» AIM OF THE EXERCISE:
In every line of the records, look for "weaknesses", then report how many lines have it and nothing else.

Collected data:
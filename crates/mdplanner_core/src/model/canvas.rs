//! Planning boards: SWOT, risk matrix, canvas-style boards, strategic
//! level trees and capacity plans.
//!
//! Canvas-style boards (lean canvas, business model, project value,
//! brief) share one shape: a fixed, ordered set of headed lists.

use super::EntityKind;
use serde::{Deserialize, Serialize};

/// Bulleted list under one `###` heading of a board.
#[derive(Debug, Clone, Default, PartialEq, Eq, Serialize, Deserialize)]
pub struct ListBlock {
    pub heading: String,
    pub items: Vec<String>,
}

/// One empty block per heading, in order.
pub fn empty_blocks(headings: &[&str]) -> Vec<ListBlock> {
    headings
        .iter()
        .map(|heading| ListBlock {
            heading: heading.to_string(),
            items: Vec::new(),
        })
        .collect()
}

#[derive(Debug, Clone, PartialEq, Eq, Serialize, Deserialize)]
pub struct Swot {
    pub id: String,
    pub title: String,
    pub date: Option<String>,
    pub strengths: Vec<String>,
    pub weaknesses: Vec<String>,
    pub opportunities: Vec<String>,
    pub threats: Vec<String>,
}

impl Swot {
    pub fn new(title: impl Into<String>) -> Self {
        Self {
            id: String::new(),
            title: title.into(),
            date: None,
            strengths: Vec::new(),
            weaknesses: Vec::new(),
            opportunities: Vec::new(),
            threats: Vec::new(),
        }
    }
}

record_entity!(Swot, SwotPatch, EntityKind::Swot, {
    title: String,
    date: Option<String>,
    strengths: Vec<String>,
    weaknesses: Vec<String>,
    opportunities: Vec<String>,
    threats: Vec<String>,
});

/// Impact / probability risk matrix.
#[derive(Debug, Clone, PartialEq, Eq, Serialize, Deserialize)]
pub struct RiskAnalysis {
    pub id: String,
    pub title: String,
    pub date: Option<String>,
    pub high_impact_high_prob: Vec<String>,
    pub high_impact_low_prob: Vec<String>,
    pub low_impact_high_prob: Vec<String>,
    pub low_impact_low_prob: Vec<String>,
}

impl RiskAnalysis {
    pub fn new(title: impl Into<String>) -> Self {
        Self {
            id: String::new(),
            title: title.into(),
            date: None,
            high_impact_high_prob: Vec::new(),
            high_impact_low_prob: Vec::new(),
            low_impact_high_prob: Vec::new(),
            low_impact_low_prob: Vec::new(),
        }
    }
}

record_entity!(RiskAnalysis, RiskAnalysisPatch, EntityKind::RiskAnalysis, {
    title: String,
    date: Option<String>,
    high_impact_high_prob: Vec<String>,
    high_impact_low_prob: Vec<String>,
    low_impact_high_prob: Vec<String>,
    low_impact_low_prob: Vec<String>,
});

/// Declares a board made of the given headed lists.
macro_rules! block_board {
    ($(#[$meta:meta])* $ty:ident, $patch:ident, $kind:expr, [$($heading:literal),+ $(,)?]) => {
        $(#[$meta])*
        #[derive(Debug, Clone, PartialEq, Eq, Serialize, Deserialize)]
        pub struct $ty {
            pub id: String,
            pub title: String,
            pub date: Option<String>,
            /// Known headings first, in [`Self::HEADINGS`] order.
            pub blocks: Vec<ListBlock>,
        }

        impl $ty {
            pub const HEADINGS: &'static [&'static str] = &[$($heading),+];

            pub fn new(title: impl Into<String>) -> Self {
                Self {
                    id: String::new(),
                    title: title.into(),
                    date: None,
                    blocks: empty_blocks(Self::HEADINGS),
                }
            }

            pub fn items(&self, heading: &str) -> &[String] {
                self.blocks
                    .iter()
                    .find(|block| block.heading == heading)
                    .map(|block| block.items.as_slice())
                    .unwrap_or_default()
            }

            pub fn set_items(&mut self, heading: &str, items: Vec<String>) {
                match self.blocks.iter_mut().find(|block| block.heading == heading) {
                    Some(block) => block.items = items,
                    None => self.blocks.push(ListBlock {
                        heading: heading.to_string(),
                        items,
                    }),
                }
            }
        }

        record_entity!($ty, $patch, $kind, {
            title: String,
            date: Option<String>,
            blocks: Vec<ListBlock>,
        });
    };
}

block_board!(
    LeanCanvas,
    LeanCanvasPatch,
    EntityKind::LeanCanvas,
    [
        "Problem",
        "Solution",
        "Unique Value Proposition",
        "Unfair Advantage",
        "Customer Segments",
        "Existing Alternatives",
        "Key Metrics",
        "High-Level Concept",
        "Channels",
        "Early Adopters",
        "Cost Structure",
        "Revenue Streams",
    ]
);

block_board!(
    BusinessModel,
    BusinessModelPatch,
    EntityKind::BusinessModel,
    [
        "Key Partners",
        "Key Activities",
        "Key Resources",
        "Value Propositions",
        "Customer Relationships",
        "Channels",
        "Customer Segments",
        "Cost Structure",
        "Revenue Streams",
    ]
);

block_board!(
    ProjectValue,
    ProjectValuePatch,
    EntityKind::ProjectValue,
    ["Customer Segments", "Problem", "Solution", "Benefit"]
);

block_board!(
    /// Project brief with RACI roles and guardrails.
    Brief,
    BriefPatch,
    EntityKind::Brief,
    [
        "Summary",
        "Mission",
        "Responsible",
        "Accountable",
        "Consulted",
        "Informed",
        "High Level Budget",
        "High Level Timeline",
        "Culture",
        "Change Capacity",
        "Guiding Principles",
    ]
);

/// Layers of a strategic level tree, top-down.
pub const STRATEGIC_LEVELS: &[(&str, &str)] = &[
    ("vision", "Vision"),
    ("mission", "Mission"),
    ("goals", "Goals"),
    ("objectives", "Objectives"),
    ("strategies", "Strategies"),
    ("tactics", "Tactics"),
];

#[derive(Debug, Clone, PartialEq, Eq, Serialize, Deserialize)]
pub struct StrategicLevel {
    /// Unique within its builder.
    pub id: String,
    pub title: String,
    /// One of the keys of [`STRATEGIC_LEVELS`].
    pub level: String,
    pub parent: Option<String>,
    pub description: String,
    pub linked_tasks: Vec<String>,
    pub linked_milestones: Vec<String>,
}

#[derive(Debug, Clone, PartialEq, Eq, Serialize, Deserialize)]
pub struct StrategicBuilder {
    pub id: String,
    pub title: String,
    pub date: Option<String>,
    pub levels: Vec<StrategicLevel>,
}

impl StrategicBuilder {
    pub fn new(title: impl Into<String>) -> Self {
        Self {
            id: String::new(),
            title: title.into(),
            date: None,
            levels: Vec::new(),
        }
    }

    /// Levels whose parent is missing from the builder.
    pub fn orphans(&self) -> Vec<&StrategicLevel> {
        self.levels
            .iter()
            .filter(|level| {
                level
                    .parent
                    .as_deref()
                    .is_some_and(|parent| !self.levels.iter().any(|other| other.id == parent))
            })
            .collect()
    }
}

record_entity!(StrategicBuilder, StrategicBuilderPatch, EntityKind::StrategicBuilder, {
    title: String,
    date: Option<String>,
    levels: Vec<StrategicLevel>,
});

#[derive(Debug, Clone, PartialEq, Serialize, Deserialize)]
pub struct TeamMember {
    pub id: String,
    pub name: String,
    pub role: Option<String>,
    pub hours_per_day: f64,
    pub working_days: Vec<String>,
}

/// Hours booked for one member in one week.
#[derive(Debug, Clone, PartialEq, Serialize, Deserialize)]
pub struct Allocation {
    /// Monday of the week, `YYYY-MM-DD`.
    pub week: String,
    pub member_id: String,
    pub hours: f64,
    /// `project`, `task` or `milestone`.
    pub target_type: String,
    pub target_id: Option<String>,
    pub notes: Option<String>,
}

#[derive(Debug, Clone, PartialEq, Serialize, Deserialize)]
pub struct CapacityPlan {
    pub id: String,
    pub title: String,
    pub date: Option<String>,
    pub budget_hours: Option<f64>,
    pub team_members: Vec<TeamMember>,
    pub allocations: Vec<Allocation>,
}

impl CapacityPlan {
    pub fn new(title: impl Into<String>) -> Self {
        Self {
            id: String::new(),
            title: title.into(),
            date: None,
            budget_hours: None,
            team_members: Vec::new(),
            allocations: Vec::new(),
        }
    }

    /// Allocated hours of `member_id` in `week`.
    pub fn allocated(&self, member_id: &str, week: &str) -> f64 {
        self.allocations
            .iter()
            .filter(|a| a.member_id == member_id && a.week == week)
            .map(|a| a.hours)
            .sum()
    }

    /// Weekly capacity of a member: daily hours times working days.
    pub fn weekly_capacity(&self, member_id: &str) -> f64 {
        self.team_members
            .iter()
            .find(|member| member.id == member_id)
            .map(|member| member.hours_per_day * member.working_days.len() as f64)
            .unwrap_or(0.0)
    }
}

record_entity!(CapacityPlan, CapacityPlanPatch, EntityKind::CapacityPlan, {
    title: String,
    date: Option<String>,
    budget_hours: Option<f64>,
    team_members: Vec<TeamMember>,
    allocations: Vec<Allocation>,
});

» RESULT:
3